Andrew Coan’s new book, Prosecuting the President: How Special Prosecutors Hold Presidents Accountable and Protect the Rule of Law, pays tribute to the men and women who have been plucked out of academia and private practice—and in some cases, out of retirement—to spearhead politically sensitive and often colossally complex investigations. As Coan notes, outside special prosecutors start out “from scratch”—with no office, no staff, no computers, “not even a telephone.” They also generally “lack the established relationships and institutional memory that ordinary prosecutors enjoy.” Their appointment is usually page-one news, and so they lose the “crucial element of surprise” that often aids ordinary prosecutors in preparing a case. And unlike a U.S. attorney in a mine-run federal criminal case, outside special prosecutors throughout the decades have had to contend with frequent—if sometimes frivolous—constitutional challenges to their authority.

The outside special prosecutor approach is not the only available model for investigating and prosecuting senior administration officials. It was the U.S. Attorney’s Office in Maryland, not an outside special prosecutor, that exposed the criminal behavior of Nixon’s first vice president, Spiro Agnew (a tale told brilliantly by Rachel Maddow’s “Bag Man” podcast). It was the then-serving U.S. attorney for the Northern District of Illinois, not a lawyer from outside the Justice Department, who secured the conviction of Vice President Dick Cheney’s chief of staff Scooter Libby as part of the Valerie Plame affair.
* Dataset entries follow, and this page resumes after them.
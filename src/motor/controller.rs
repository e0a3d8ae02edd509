//! # Motor Controller Module
//!
//! Speed and direction control for one DC motor behind an H-bridge.
//!
//! Two ways to change speed:
//!
//! - **Immediate**: [`MotorController::move_to`], [`MotorController::set_speed`],
//!   [`MotorController::stop`] write the outputs at once.
//! - **Ramped**: [`MotorController::ramp_to`] records a target and
//!   [`MotorController::update`], called every loop iteration, moves toward it
//!   by at most `ramp_step` every `ramp_delay_ms`.
//!
//! ## Ramp states
//!
//! | State | Entered by | Left by |
//! |-------|------------|---------|
//! | Idle | construction, `stop`, `emergency_stop`, reaching the target | `ramp_to` |
//! | Ramping | `ramp_to`, `move_with_ramp` | reaching the target, `stop`, `emergency_stop` |
//!
//! The ramp only manages magnitude; set the direction separately.

use serde::Serialize;
use tracing::{debug, info, warn};

use super::driver::{Direction, DirectionPins, MotorDriver};
use crate::clock::{elapsed_ms, Clock};
use crate::config::MotorConfig;
use crate::joystick::normalize::remap;

/// Snapshot of the actuator's internal state.
#[derive(Debug, Clone, Copy, PartialEq, Eq, Default, Serialize)]
pub struct MotorState {
    pub current_speed: i32,
    pub current_direction: Direction,
    pub target_speed: i32,
    pub ramping: bool,
    pub last_ramp_tick: u32,
}

/// Rate-limited H-bridge motor controller.
#[derive(Debug)]
pub struct MotorController<D, C> {
    driver: D,
    clock: C,
    min_speed: i32,
    max_speed: i32,
    ramp_step: i32,
    ramp_delay_ms: u32,
    state: MotorState,
}

impl<D: MotorDriver, C: Clock> MotorController<D, C> {
    /// Creates a controller; no outputs are written until the first command.
    ///
    /// Expects a configuration that passed `Config::validate`:
    /// `0 <= min_speed < max_speed` and a positive `ramp_step`.
    #[must_use]
    pub fn new(driver: D, clock: C, config: &MotorConfig) -> Self {
        debug_assert!(
            0 <= config.min_speed && config.min_speed < config.max_speed,
            "min_speed must be non-negative and below max_speed"
        );
        debug_assert!(config.ramp_step > 0, "ramp_step must be positive");

        let min_speed = config.min_speed.max(0);
        let max_speed = config.max_speed.max(min_speed + 1);

        Self {
            driver,
            clock,
            min_speed,
            max_speed,
            ramp_step: config.ramp_step.max(1),
            ramp_delay_ms: config.ramp_delay_ms,
            state: MotorState::default(),
        }
    }

    /// Drives the outputs to a known stopped state.
    pub fn begin(&mut self) {
        self.stop();
        info!("Motor controller initialized");
    }

    /// Sets speed immediately, clamped to `[min_speed, max_speed]`.
    ///
    /// A resulting speed of 0 also sets the direction to `Stop`.
    pub fn set_speed(&mut self, speed: i32) {
        let speed = speed.clamp(self.min_speed, self.max_speed);
        self.write_speed(speed);

        if speed == 0 {
            self.set_direction(Direction::Stop);
        }
    }

    /// Drives the direction pins.
    pub fn set_direction(&mut self, direction: Direction) {
        self.driver
            .set_direction_pins(DirectionPins::for_direction(direction));
        self.state.current_direction = direction;
    }

    /// Direction then speed, both immediately, bypassing the ramp.
    pub fn move_to(&mut self, direction: Direction, speed: i32) {
        self.set_direction(direction);
        self.set_speed(speed);
        debug!(?direction, speed, "Motor move");
    }

    /// Stops at once and cancels any ramp in progress.
    pub fn stop(&mut self) {
        self.write_speed(0);
        self.set_direction(Direction::Stop);
        self.state.ramping = false;
        self.state.target_speed = 0;
    }

    /// Zeroes the outputs straight through the driver.
    ///
    /// For fault conditions: never ramped and independent of any other
    /// controller state.
    pub fn emergency_stop(&mut self) {
        self.driver.set_duty_cycle(0);
        self.driver
            .set_direction_pins(DirectionPins::for_direction(Direction::Stop));

        self.state.current_speed = 0;
        self.state.current_direction = Direction::Stop;
        self.state.ramping = false;
        self.state.target_speed = 0;

        warn!("Emergency stop");
    }

    /// Starts ramping toward `target_speed` (clamped to the speed range).
    pub fn ramp_to(&mut self, target_speed: i32) {
        self.state.target_speed = target_speed.clamp(self.min_speed, self.max_speed);
        self.state.ramping = true;
        self.state.last_ramp_tick = self.clock.now_ms();
    }

    /// Sets the direction immediately and ramps the speed.
    pub fn move_with_ramp(&mut self, direction: Direction, speed: i32) {
        self.set_direction(direction);
        self.ramp_to(speed);
        debug!(?direction, speed, "Motor ramp");
    }

    /// Advances the ramp by one step if `ramp_delay_ms` has passed.
    ///
    /// Call on every loop iteration; does nothing while idle. Never
    /// overshoots: within one step of the target it lands exactly on it and
    /// goes idle.
    pub fn update(&mut self) {
        if !self.state.ramping {
            return;
        }

        let now = self.clock.now_ms();
        if elapsed_ms(now, self.state.last_ramp_tick) < self.ramp_delay_ms {
            return;
        }

        let target = self.state.target_speed;
        let current = self.state.current_speed;

        let next = if current < target {
            (current + self.ramp_step).min(target)
        } else {
            (current - self.ramp_step).max(target)
        };

        if next == target {
            self.state.ramping = false;
        }

        self.write_speed(next);
        self.state.last_ramp_tick = now;
    }

    #[must_use]
    pub fn current_speed(&self) -> i32 {
        self.state.current_speed
    }

    #[must_use]
    pub fn current_direction(&self) -> Direction {
        self.state.current_direction
    }

    #[must_use]
    pub fn target_speed(&self) -> i32 {
        self.state.target_speed
    }

    #[must_use]
    pub fn is_ramping(&self) -> bool {
        self.state.ramping
    }

    /// Spinning with a direction selected.
    #[must_use]
    pub fn is_moving(&self) -> bool {
        self.state.current_speed > 0 && self.state.current_direction != Direction::Stop
    }

    #[must_use]
    pub fn state(&self) -> MotorState {
        self.state
    }

    #[must_use]
    pub fn driver(&self) -> &D {
        &self.driver
    }

    /// Converts 0-100% to a duty value in the speed range.
    ///
    /// # Examples
    ///
    /// ```
    /// use joydrive::clock::SystemClock;
    /// use joydrive::config::MotorConfig;
    /// use joydrive::motor::{MotorController, TracingDriver};
    ///
    /// let motor = MotorController::new(TracingDriver::new(), SystemClock::new(), &MotorConfig::default());
    /// assert_eq!(motor.percent_to_speed(100), 255);
    /// assert_eq!(motor.percent_to_speed(50), 127);
    /// ```
    #[must_use]
    pub fn percent_to_speed(&self, percent: i32) -> i32 {
        remap(percent.clamp(0, 100), 0, 100, self.min_speed, self.max_speed)
    }

    /// Converts a duty value in the speed range to 0-100%.
    #[must_use]
    pub fn speed_to_percent(&self, speed: i32) -> i32 {
        let speed = speed.clamp(self.min_speed, self.max_speed);
        remap(speed, self.min_speed, self.max_speed, 0, 100)
    }

    fn write_speed(&mut self, speed: i32) {
        let duty = speed.clamp(0, i32::from(u16::MAX)) as u16;
        self.driver.set_duty_cycle(duty);
        self.state.current_speed = speed;
    }
}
In other cases, such as the Jack Abramoff scandal, the Justice Department’s public integrity section has taken the lead in prosecuting high-ranking administration members.
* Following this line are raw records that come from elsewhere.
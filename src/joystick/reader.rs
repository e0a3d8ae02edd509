//! # Joystick Reader Module
//!
//! Owns a signal source together with its calibration profile and filter
//! state, and turns raw samples into a [`NormalizedPosition`] once per tick.

use tracing::{debug, warn};

use super::calibration::{CalibrationProfile, CalibrationReport, Calibrator};
use super::filter::PositionFilter;
use super::normalize::Normalizer;
use super::source::{AdcRange, Axis, SignalSource};
use super::NormalizedPosition;
use crate::clock::Clock;
use crate::config::{CalibrationConfig, JoystickConfig};
use crate::error::Result;

/// Calibrated, filtered two-axis joystick.
///
/// Reads return `{0, 0}` until both calibration phases have completed.
#[derive(Debug)]
pub struct Joystick<S, C> {
    source: S,
    clock: C,
    adc: AdcRange,
    calibrator: Calibrator,
    normalizer: Normalizer,
    filter: PositionFilter,
    profile: CalibrationProfile,
}

impl<S: SignalSource, C: Clock> Joystick<S, C> {
    /// Creates an uncalibrated joystick.
    #[must_use]
    pub fn new(
        source: S,
        clock: C,
        joystick: &JoystickConfig,
        calibration: &CalibrationConfig,
    ) -> Self {
        let adc = AdcRange::new(joystick.adc_min, joystick.adc_max);
        Self {
            source,
            clock,
            adc,
            calibrator: Calibrator::new(calibration.clone(), adc),
            normalizer: Normalizer::new(joystick.min_output, joystick.max_output),
            filter: PositionFilter::new(joystick.filter_depth, joystick.dead_zone),
            profile: CalibrationProfile::uncalibrated(adc),
        }
    }

    /// Installs a profile without running the calibration phases.
    ///
    /// Injection hook for tests and for hosts that calibrate elsewhere. The
    /// filter re-primes on the next read.
    #[must_use]
    pub fn with_profile(mut self, profile: CalibrationProfile) -> Self {
        self.profile = profile;
        self.filter.reset();
        self
    }

    /// First calibration phase; see [`Calibrator::calibrate_center`].
    fn calibrate_center(&mut self) -> CalibrationReport {
        self.calibrator
            .calibrate_center(&mut self.source, &self.clock, &mut self.profile)
    }

    /// Second calibration phase; see [`Calibrator::calibrate_range`].
    ///
    /// Resets the filter so stale pre-calibration history is not averaged in.
    fn calibrate_range(&mut self) -> CalibrationReport {
        let report = self
            .calibrator
            .calibrate_range(&mut self.source, &self.clock, &mut self.profile);
        self.filter.reset();
        report
    }

    /// Runs the center phase then the range phase.
    ///
    /// The profile is fixed once calibrated: later calls log a warning, leave
    /// it untouched and return `None`.
    pub fn calibrate(&mut self) -> Option<[CalibrationReport; 2]> {
        if self.profile.is_calibrated() {
            warn!("Joystick already calibrated; keeping the current profile");
            return None;
        }

        let center = self.calibrate_center();
        let range = self.calibrate_range();
        Some([center, range])
    }

    #[must_use]
    pub fn is_calibrated(&self) -> bool {
        self.profile.is_calibrated()
    }

    #[must_use]
    pub fn profile(&self) -> &CalibrationProfile {
        &self.profile
    }

    #[must_use]
    pub fn adc_range(&self) -> AdcRange {
        self.adc
    }

    /// Samples both axes and returns the filtered position.
    ///
    /// An axis whose sample faults reads as its calibrated center for this
    /// tick.
    ///
    /// # Errors
    ///
    /// Returns the X axis `SensorFault` when both axes fault; the tick should
    /// then be skipped and the previous command left in place.
    pub fn read(&mut self) -> Result<NormalizedPosition> {
        if !self.profile.is_calibrated() {
            return Ok(NormalizedPosition::default());
        }

        let x = self.sample(Axis::X);
        let y = self.sample(Axis::Y);

        let (x_raw, y_raw) = match (x, y) {
            (Err(e), Err(_)) => return Err(e),
            (x, y) => (self.or_center(Axis::X, x), self.or_center(Axis::Y, y)),
        };

        let x_mapped = self.normalizer.normalize(x_raw, &self.profile.x);
        let y_mapped = self.normalizer.normalize(y_raw, &self.profile.y);

        Ok(self.filter.apply(x_mapped, y_mapped))
    }

    fn sample(&mut self, axis: Axis) -> Result<i32> {
        let value = self.source.read_axis(axis)?;
        self.adc.check(axis, value)
    }

    fn or_center(&self, axis: Axis, sample: Result<i32>) -> i32 {
        sample.unwrap_or_else(|e| {
            debug!("Substituting center for faulted sample: {}", e);
            self.profile.axis(axis).center
        })
    }
}

#[cfg(test)]
mod tests {
    use super::*;
    use crate::clock::mocks::ManualClock;
    use crate::error::JoydriveError;
    use crate::joystick::calibration::AxisCalibration;
    use crate::joystick::source::mocks::ScriptedSource;
    use crate::joystick::source::MockSignalSource;

    const AXIS: AxisCalibration = AxisCalibration {
        min: 0,
        center: 500,
        max: 1000,
    };

    fn joystick_config() -> JoystickConfig {
        JoystickConfig {
            adc_max: 1023,
            ..JoystickConfig::default()
        }
    }

    fn calibrated(source: ScriptedSource) -> Joystick<ScriptedSource, ManualClock> {
        Joystick::new(
            source,
            ManualClock::new(),
            &joystick_config(),
            &CalibrationConfig::default(),
        )
        .with_profile(CalibrationProfile::calibrated(AXIS, AXIS))
    }

    fn fault(axis: Axis) -> JoydriveError {
        JoydriveError::SensorFault {
            axis,
            reason: "test".to_string(),
        }
    }

    #[test]
    fn test_uncalibrated_read_is_neutral() {
        let mut source = MockSignalSource::new();
        source.expect_read_axis().never();

        let mut joystick = Joystick::new(
            source,
            ManualClock::new(),
            &joystick_config(),
            &CalibrationConfig::default(),
        );

        assert!(!joystick.is_calibrated());
        assert_eq!(joystick.read().unwrap(), NormalizedPosition { x: 0, y: 0 });
    }

    #[test]
    fn test_read_maps_upper_half() {
        let mut joystick = calibrated(ScriptedSource::constant(750, 500));
        let pos = joystick.read().unwrap();
        assert_eq!(pos, NormalizedPosition { x: 50, y: 0 });
    }

    #[test]
    fn test_read_applies_dead_zone() {
        // 530 -> 6, inside the default dead zone of 8
        let mut joystick = calibrated(ScriptedSource::constant(530, 470));
        assert_eq!(joystick.read().unwrap(), NormalizedPosition { x: 0, y: 0 });
    }

    #[test]
    fn test_read_smooths_across_ticks() {
        let mut source = ScriptedSource::new();
        source.push(1000, 500);
        source.push(500, 500);
        let mut joystick = calibrated(source);

        assert_eq!(joystick.read().unwrap().x, 100);
        // 100, 0, 100 averages to 66
        assert_eq!(joystick.read().unwrap().x, 66);
    }

    #[test]
    fn test_both_axes_faulted_aborts_tick() {
        let mut source = ScriptedSource::new();
        source.push_result(Ok(5000), Ok(-1));
        let mut joystick = calibrated(source);

        let result = joystick.read();
        assert!(matches!(
            result,
            Err(JoydriveError::SensorFault { axis: Axis::X, .. })
        ));
    }

    #[test]
    fn test_single_faulted_axis_reads_as_center() {
        let mut source = ScriptedSource::new();
        source.push_result(Ok(1000), Err(fault(Axis::Y)));
        let mut joystick = calibrated(source);

        assert_eq!(joystick.read().unwrap(), NormalizedPosition { x: 100, y: 0 });
    }

    #[test]
    fn test_full_calibration_then_read() {
        let mut source = ScriptedSource::new();
        // Center phase: 50 resting samples
        for _ in 0..50 {
            source.push(512, 512);
        }
        // Range phase: sweep, then come back to rest
        source.push(0, 1023);
        source.push(1023, 0);
        source.push(512, 512);

        let clock = ManualClock::new();
        let mut joystick = Joystick::new(
            source,
            clock.clone(),
            &joystick_config(),
            &CalibrationConfig::default(),
        );

        let [center, range] = joystick.calibrate().unwrap();
        assert!(!center.is_degraded());
        assert!(!range.is_degraded());
        assert!(joystick.is_calibrated());
        assert_eq!(
            joystick.profile().x,
            AxisCalibration {
                min: 0,
                center: 512,
                max: 1023
            }
        );
        // 3000 + 50 * 20 + 1000 + 5000
        assert_eq!(clock.now_ms(), 10_000);

        assert_eq!(joystick.read().unwrap(), NormalizedPosition { x: 0, y: 0 });
    }

    #[test]
    fn test_calibrate_keeps_existing_profile() {
        let mut source = MockSignalSource::new();
        source.expect_read_axis().never();
        let clock = ManualClock::new();

        let mut joystick = Joystick::new(
            source,
            clock.clone(),
            &joystick_config(),
            &CalibrationConfig::default(),
        )
        .with_profile(CalibrationProfile::calibrated(AXIS, AXIS));

        assert!(joystick.calibrate().is_none());
        assert_eq!(joystick.profile().x, AXIS);
        assert_eq!(joystick.profile().y, AXIS);
        // No settle or sampling delays were spent
        assert_eq!(clock.now_ms(), 0);
    }

    #[test]
    fn test_second_calibration_is_ignored() {
        let mut source = ScriptedSource::new();
        for _ in 0..50 {
            source.push(512, 512);
        }
        source.push(0, 0);
        source.push(1023, 1023);
        source.push(512, 512);
        let clock = ManualClock::new();
        let mut joystick = Joystick::new(
            source,
            clock.clone(),
            &joystick_config(),
            &CalibrationConfig::default(),
        );

        assert!(joystick.calibrate().is_some());
        let profile = *joystick.profile();
        let elapsed = clock.now_ms();

        assert!(joystick.calibrate().is_none());
        assert_eq!(*joystick.profile(), profile);
        assert_eq!(clock.now_ms(), elapsed);
    }
}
For lawyers, lawmakers, and citizens thinking about how to guard against corruption and criminality in the executive branch, Coan’s comprehensive and eminently readable overview of the outside special prosecutor approach will be an invaluable resource. What Coan does not do (nor does he try to) is to answer the question of whether the outside special prosecutor approach is ultimately a wise one. I say this not so much as a criticism but as a challenge—to Coan and to others thinking deeply about the investigation and prosecution of presidents and their associates. How sure are we that we want outsiders—rather than insiders—undertaking these politically sensitive probes?
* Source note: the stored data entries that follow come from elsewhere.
//! # Control Module
//!
//! Turns a normalized stick position into a motor command.
//!
//! X selects the direction, Y the speed. Small stick movements are ignored
//! and a speed change only counts as a new command once it exceeds the
//! configured threshold.

pub mod mapper;

pub use mapper::{ControlMapper, MotorCommand};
Inside prosecutions of presidents and other high-ranking administration officials can arise in two ways. The first is what we might call the “organic” route: FBI agents and/or Justice Department attorneys undertake an investigation within the scope of their normal duties that leads them to suspect wrongdoing by the president or other senior administration officials. This is what happened in the Agnew scandal. Three assistant U.S. attorneys in Maryland began looking into rumors that local Baltimore officials were taking bribes. The trail soon led them to the sitting vice president, and then-Attorney General Elliott Richardson allowed them to keep the case. The second type of inside prosecution is what we might call the “inside special prosecutor” model: the president or attorney general (or in the event of recusal, deputy attorney general) assigns an official already within the federal government to investigate a matter involving administration members. This is what happened in the Valerie Plame affair, when then-Deputy Attorney General James Comey named the U.S. attorney in Chicago at the time to probe the Bush administration’s apparent leak of a CIA officer’s identity.    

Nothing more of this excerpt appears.